Severe postsurgical pain contributes to prolonged hospital stay and is also believed to be a risk factor for the development of chronic pain. Locoregional anesthesia, which results in faster patient recovery with fewer side effects, is favored wherever feasible, but is not applicable to every patient. Systemic analgesics are the most widely used method for providing pain relief in the postoperative period. Improvements in postoperative systemic analgesia for pain management should be applied and predictive factors for severe postoperative pain should be anticipated in order to control pain while minimizing opioid side effects. Predictive factors for severe postoperative pain include severity of preoperative pain, prior use of opiates, female gender, non-laparoscopic surgery, and surgeries involving the knee and shoulder. Pre- and intraoperative use of small doses of ketamine has a preventive effect on postoperative pain. Multimodal or balanced analgesia (the combined use of various analgesic agents) such as NSAID/morphine, NSAID/nefopam, morphine/ketamine improves analgesia with morphine-sparing effects.

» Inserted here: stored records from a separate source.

use chrono::{DateTime, Utc};
use serde::{Deserialize, Serialize};

#[derive(Debug, Clone, Copy, PartialEq, Eq, PartialOrd, Ord, Hash, Serialize, Deserialize)]
pub enum Severity {
    S0,
    S1,
    S2,
    S3,
}

impl Severity {
    /// S2 and S3 interrupt the plan; lower severities are informational.
    pub fn triggers_replan(self) -> bool {
        matches!(self, Severity::S2 | Severity::S3)
    }
}

#[derive(Debug, Clone, Serialize, Deserialize)]
pub struct Insight {
    pub id: String,
    pub parent_task_id: String,
    #[serde(default)]
    pub status: String,
    pub claim: String,
    pub severity: Severity,
    #[serde(default)]
    pub evidence_refs: Vec<String>,
    #[serde(default)]
    pub affected_tasks: Vec<String>,
    #[serde(default)]
    pub suggested_next_tasks: Vec<String>,
    #[serde(default, skip_serializing_if = "Option::is_none")]
    pub source_role: Option<String>,
    pub created_at: DateTime<Utc>,
}

#[derive(Debug, Clone, Deserialize)]
pub struct NewInsight {
    pub parent_task_id: String,
    #[serde(default)]
    pub status: String,
    pub claim: String,
    pub severity: Severity,
    #[serde(default)]
    pub evidence_refs: Vec<String>,
    #[serde(default)]
    pub affected_tasks: Vec<String>,
    #[serde(default)]
    pub suggested_next_tasks: Vec<String>,
    #[serde(default)]
    pub source_role: Option<String>,
}

impl Insight {
    pub fn new(input: NewInsight, now: DateTime<Utc>) -> Self {
        Self {
            id: crate::new_id("ins"),
            parent_task_id: input.parent_task_id,
            status: input.status,
            claim: input.claim,
            severity: input.severity,
            evidence_refs: input.evidence_refs,
            affected_tasks: input.affected_tasks,
            suggested_next_tasks: input.suggested_next_tasks,
            source_role: input.source_role,
            created_at: now,
        }
    }
}
use serde_json::Value;
use tokio::sync::broadcast;

use mctl_types::EngineEvent;

/// In-process fan-out of engine events. Slow subscribers lag and drop; publishers never block.
#[derive(Clone)]
pub struct EventBus {
    tx: broadcast::Sender<EngineEvent>,
}

impl EventBus {
    pub fn new() -> Self {
        let (tx, _) = broadcast::channel(2048);
        Self { tx }
    }

    pub fn subscribe(&self) -> broadcast::Receiver<EngineEvent> {
        self.tx.subscribe()
    }

    pub fn publish(&self, event: EngineEvent) {
        tracing::trace!(event_type = %event.event_type, "engine event");
        let _ = self.tx.send(event);
    }

    pub fn emit(&self, event_type: &str, properties: Value) {
        self.publish(EngineEvent::new(event_type, properties));
    }

    pub fn subscriber_count(&self) -> usize {
        self.tx.receiver_count()
    }
}

impl Default for EventBus {
    fn default() -> Self {
        Self::new()
    }
}
use std::path::{Path, PathBuf};
use std::sync::Arc;

use async_trait::async_trait;
use chrono::Utc;
use serde::Serialize;
use serde_json::{json, Value};
use tracing::Level;

use mctl_observability::{emit_event, summarize, ObservabilityEvent, ProcessKind, TraceSummary, Tracer};
use mctl_types::{
    Approval, Handoff, Insight, NewInsight, NewTask, Review, Run, Task, TaskOrigin,
};

use crate::{
    classify, load_policy, notifier_from_config, peer_from_config, spawn_side_effect_worker,
    ArtifactStore, ConfigStore, EngineLoop, EventBus, LlmPeer, MissionError, MissionResult,
    Notification, Notifier, PolicyContext, PolicySource, PolicyVerdict, RoleRegistry, SideEffect,
    SideEffectHandler, SideEffectQueue, Storage, ToolRegistry,
};

/// A task with everything recorded against it.
#[derive(Debug, Clone, Serialize)]
pub struct TaskDetail {
    pub task: Task,
    pub children: Vec<Task>,
    pub runs: Vec<Run>,
    pub approvals: Vec<Approval>,
    pub handoffs: Vec<Handoff>,
    pub insights: Vec<Insight>,
    pub reviews: Vec<Review>,
}

#[derive(Debug, Clone, Serialize)]
pub struct PolicyDryRun {
    pub tool: String,
    #[serde(flatten)]
    pub verdict: PolicyVerdict,
    pub source: PolicySource,
    pub untrusted: bool,
}

/// Shared handle to the orchestration core. Cheap to clone.
#[derive(Clone)]
pub struct MissionControl {
    pub(crate) storage: Arc<Storage>,
    pub(crate) event_bus: EventBus,
    pub(crate) config: ConfigStore,
    pub(crate) roles: RoleRegistry,
    pub(crate) tools: ToolRegistry,
    pub(crate) tracer: Arc<Tracer>,
    pub(crate) artifacts: ArtifactStore,
    pub(crate) notifier: Arc<dyn Notifier>,
    pub(crate) side_effects: SideEffectQueue,
    pub(crate) engine: EngineLoop,
    pub(crate) state_dir: PathBuf,
}

impl MissionControl {
    /// Builds the core with the peer and notifier named in the effective config.
    pub async fn bootstrap(state_dir: &Path, config: ConfigStore) -> anyhow::Result<Self> {
        let cfg = config.get().await;
        let peer = peer_from_config(&cfg.peer);
        let notifier = notifier_from_config(&cfg.notifications);
        tracing::info!(
            peer = peer.name(),
            notifier = notifier.name(),
            state_dir = %state_dir.display(),
            "mission control starting"
        );
        Self::new(state_dir, config, peer, notifier).await
    }

    pub async fn new(
        state_dir: &Path,
        config: ConfigStore,
        peer: Arc<dyn LlmPeer>,
        notifier: Arc<dyn Notifier>,
    ) -> anyhow::Result<Self> {
        let cfg = config.get().await;
        let storage = Arc::new(Storage::new(state_dir).await?);
        let roles = RoleRegistry::new(state_dir, &cfg.workflow.default_role).await?;
        let tools = ToolRegistry::with_builtins(storage.clone()).await;
        let tracer = Arc::new(Tracer::in_state_dir(state_dir));
        let artifacts = ArtifactStore::new(state_dir);
        let event_bus = EventBus::new();
        let (side_effects, receiver) = SideEffectQueue::channel();
        let engine = EngineLoop::new(
            storage.clone(),
            event_bus.clone(),
            roles.clone(),
            tools.clone(),
            peer,
            tracer.clone(),
            artifacts.clone(),
            side_effects.clone(),
            config.clone(),
            state_dir,
        );
        let mc = Self {
            storage,
            event_bus: event_bus.clone(),
            config,
            roles,
            tools,
            tracer,
            artifacts,
            notifier,
            side_effects,
            engine,
            state_dir: state_dir.to_path_buf(),
        };
        spawn_side_effect_worker(
            receiver,
            Arc::new(mc.clone()),
            event_bus,
            cfg.execution.side_effect_max_attempts,
        );
        Ok(mc)
    }

    pub fn storage(&self) -> &Arc<Storage> {
        &self.storage
    }

    pub fn event_bus(&self) -> &EventBus {
        &self.event_bus
    }

    pub fn config(&self) -> &ConfigStore {
        &self.config
    }

    pub fn roles(&self) -> &RoleRegistry {
        &self.roles
    }

    pub fn tools(&self) -> &ToolRegistry {
        &self.tools
    }

    pub fn tracer(&self) -> &Arc<Tracer> {
        &self.tracer
    }

    pub fn artifacts(&self) -> &ArtifactStore {
        &self.artifacts
    }

    pub fn state_dir(&self) -> &Path {
        &self.state_dir
    }

    pub fn side_effects(&self) -> &SideEffectQueue {
        &self.side_effects
    }

    /// Waits until every queued side effect and spawned run has finished.
    pub async fn settle(&self) {
        self.side_effects.in_flight().wait_idle().await;
    }

    pub async fn create_task(&self, input: NewTask, auto_orchestrate: bool) -> MissionResult<Task> {
        let cfg = self.config.get().await;
        let mut input = input;
        input.title = input.title.trim().to_string();
        input.objective = input.objective.trim().to_string();
        input.tenant_id = input.tenant_id.trim().to_string();
        if input.title.is_empty() {
            return Err(MissionError::invalid("title must not be empty"));
        }
        if input.tenant_id.is_empty() {
            input.tenant_id = cfg.workflow.default_tenant.clone();
        }
        let owner = input.owner_role_id.trim().to_string();
        if !owner.is_empty() && !self.roles.exists(&owner).await {
            return Err(MissionError::invalid(format!("unknown role `{owner}`")));
        }
        input.owner_role_id = owner;

        let task = Task::new(input, Utc::now());
        let stored = task.clone();
        self.storage
            .transact(move |state| {
                if let Some(parent_id) = stored.parent_id.as_deref() {
                    let parent = state.task(parent_id)?;
                    if parent.tenant_id != stored.tenant_id {
                        return Err(MissionError::invalid(
                            "child task must belong to the parent's tenant",
                        ));
                    }
                }
                state.tasks.insert(stored.id.clone(), stored);
                Ok(())
            })
            .await?;

        emit_event(
            Level::INFO,
            ProcessKind::Engine,
            ObservabilityEvent::new("intake", "task.created")
                .task(&task.id)
                .status(task.status.as_str()),
        );
        self.event_bus.emit(
            "task.created",
            json!({"taskID": task.id, "tenantID": task.tenant_id, "origin": task.origin}),
        );
        if auto_orchestrate {
            self.side_effects.enqueue(SideEffect::Orchestrate {
                task_id: task.id.clone(),
            });
        }
        Ok(task)
    }

    pub async fn get_task_detail(&self, task_id: &str) -> MissionResult<TaskDetail> {
        let task = self
            .storage
            .get_task(task_id)
            .await
            .ok_or_else(|| MissionError::not_found("task", task_id))?;
        Ok(TaskDetail {
            children: self.storage.children(task_id).await,
            runs: self.storage.runs_for_task(task_id).await,
            approvals: self.storage.approvals_for_task(task_id).await,
            handoffs: self.storage.handoffs_for_task(task_id).await,
            insights: self.storage.insights_for_task(task_id).await,
            reviews: self.storage.reviews_for_task(task_id).await,
            task,
        })
    }

    /// Records an insight. S2/S3 queue a replan and return without waiting for it.
    pub async fn submit_insight(&self, input: NewInsight) -> MissionResult<Insight> {
        if input.claim.trim().is_empty() {
            return Err(MissionError::invalid("claim must not be empty"));
        }
        let insight = Insight::new(input, Utc::now());
        let stored = insight.clone();
        self.storage
            .transact(move |state| {
                state.task(&stored.parent_task_id)?;
                state.insights.push(stored);
                Ok(())
            })
            .await?;

        let replan = insight.severity.triggers_replan();
        emit_event(
            Level::INFO,
            ProcessKind::Engine,
            ObservabilityEvent::new("replan", "insight.received")
                .task(&insight.parent_task_id)
                .status(if replan { "replan_queued" } else { "recorded" }),
        );
        self.event_bus.emit(
            "insight.created",
            json!({
                "insightID": insight.id,
                "parentTaskID": insight.parent_task_id,
                "severity": insight.severity,
            }),
        );
        if replan {
            self.side_effects.enqueue(SideEffect::Replan {
                insight_id: insight.id.clone(),
            });
        }
        Ok(insight)
    }

    /// Policy decision for a hypothetical tool call, using the live policy file.
    pub async fn classify_tool(
        &self,
        tool: &str,
        args: &Value,
        origin: TaskOrigin,
    ) -> PolicyDryRun {
        let cfg = self.config.get().await;
        let (policy, source) = load_policy(&cfg.policy_path(&self.state_dir)).await;
        let ctx = PolicyContext::new(origin, cfg.policy.trusted_identities.clone());
        PolicyDryRun {
            tool: tool.to_string(),
            verdict: classify(tool, args, &ctx, &policy),
            source,
            untrusted: ctx.is_untrusted(),
        }
    }

    pub async fn trace_summary(&self) -> anyhow::Result<TraceSummary> {
        let spans = self.tracer.read_spans().await?;
        Ok(summarize(&spans))
    }

    pub(crate) fn notify(&self, notification: Notification) {
        self.side_effects
            .enqueue(SideEffect::Notify { notification });
    }

    async fn deliver_master_report(&self, task_id: &str) -> anyhow::Result<()> {
        let Some(task) = self.storage.get_task(task_id).await else {
            anyhow::bail!("task `{task_id}` vanished before delivery");
        };
        let body = self
            .storage
            .runs_for_task(task_id)
            .await
            .into_iter()
            .rev()
            .find_map(|run| run.output_summary)
            .unwrap_or_default();
        let path = self
            .artifacts
            .write_deliverable(&task, &body, None, Utc::now())
            .await?;
        self.notifier
            .notify(&Notification::info(
                format!("Report ready: {}", task.title),
                body,
                task_id,
            ))
            .await?;
        self.event_bus.emit(
            "report.delivered",
            json!({"taskID": task_id, "artifact": path.display().to_string()}),
        );
        Ok(())
    }
}

#[async_trait]
impl SideEffectHandler for MissionControl {
    async fn handle(&self, effect: &SideEffect) -> anyhow::Result<()> {
        match effect {
            SideEffect::Orchestrate { task_id } => {
                match self.orchestrate(task_id, None, None).await {
                    Ok(_) => Ok(()),
                    // Someone else moved the task first; nothing to retry.
                    Err(MissionError::Conflict(reason)) => {
                        tracing::info!(task_id = %task_id, "auto-orchestration skipped: {reason}");
                        Ok(())
                    }
                    Err(err) => Err(err.into()),
                }
            }
            SideEffect::FanIn { task_id } => {
                self.evaluate_fan_in(task_id).await?;
                Ok(())
            }
            SideEffect::FanInParent { parent_id } => {
                self.evaluate_parent(parent_id).await?;
                Ok(())
            }
            SideEffect::Replan { insight_id } => {
                self.apply_replan(insight_id).await?;
                Ok(())
            }
            SideEffect::Notify { notification } => self.notifier.notify(notification).await,
            SideEffect::Deliver { task_id } => self.deliver_master_report(task_id).await,
        }
    }
}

Nausea and vomiting, the principle side effects of morphine, can be predicted using Apfel's simplified score; patients with a high Apfel score risk should receive preemptive antiemetic agents aimed at different receptor sites, such as preoperative dexamethasone and intraoperative droperidol. Droperidol can be combined with morphine for postoperative patient-controlled anesthesia (PCA). When PCA is used, dosage parameters should be adjusted every day based on pain evaluation. Patients with presurgical opioid requirements will require preoperative administration of their daily opioid maintenance dose before induction of anesthesia: PCA offers useful options for effective postsurgical analgesia using a basal rate equivalent to the patient's hourly oral usage plus bolus doses as required.

摘要

严重的术后疼痛会导致住院时间延长,并且被认为是慢性疼痛发生的一个风险因素。局部区域麻醉能使患者恢复更快且副作用更少,只要可行就更受青睐,但并非适用于每个患者。全身镇痛药是术后提供疼痛缓解最广泛使用的方法。应采用术后全身镇痛方面的改进措施来进行疼痛管理,并预测严重术后疼痛的相关因素,以便在将阿片类药物副作用降至最低的同时控制疼痛。严重术后疼痛的预测因素包括术前疼痛的严重程度、先前使用阿片类药物的情况、女性性别、非腹腔镜手术以及涉及膝盖和肩部的手术。术前和术中使用小剂量氯胺酮对术后疼痛有预防作用。多模式或平衡镇痛(联合使用各种镇痛剂),如非甾体抗炎药/吗啡、非甾体抗炎药/奈福泮、吗啡/氯胺酮,可增强镇痛效果并具有吗啡节省效应。恶心和呕吐是吗啡的主要副作用,可使用阿佩尔简化评分进行预测;阿佩尔评分高风险的患者应接受针对不同受体部位的预防性止吐药,如术前地塞米松和术中氟哌利多。氟哌利多可与吗啡联合用于术后患者自控镇痛(PCA)。当使用PCA时,应根据疼痛评估每天调整剂量参数。术前有阿片类药物需求的患者在麻醉诱导前需要给予其每日阿片类药物维持剂量:PCA提供了有效的术后镇痛有用选择,使用的基础速率相当于患者每小时口服用量加上按需追加的剂量。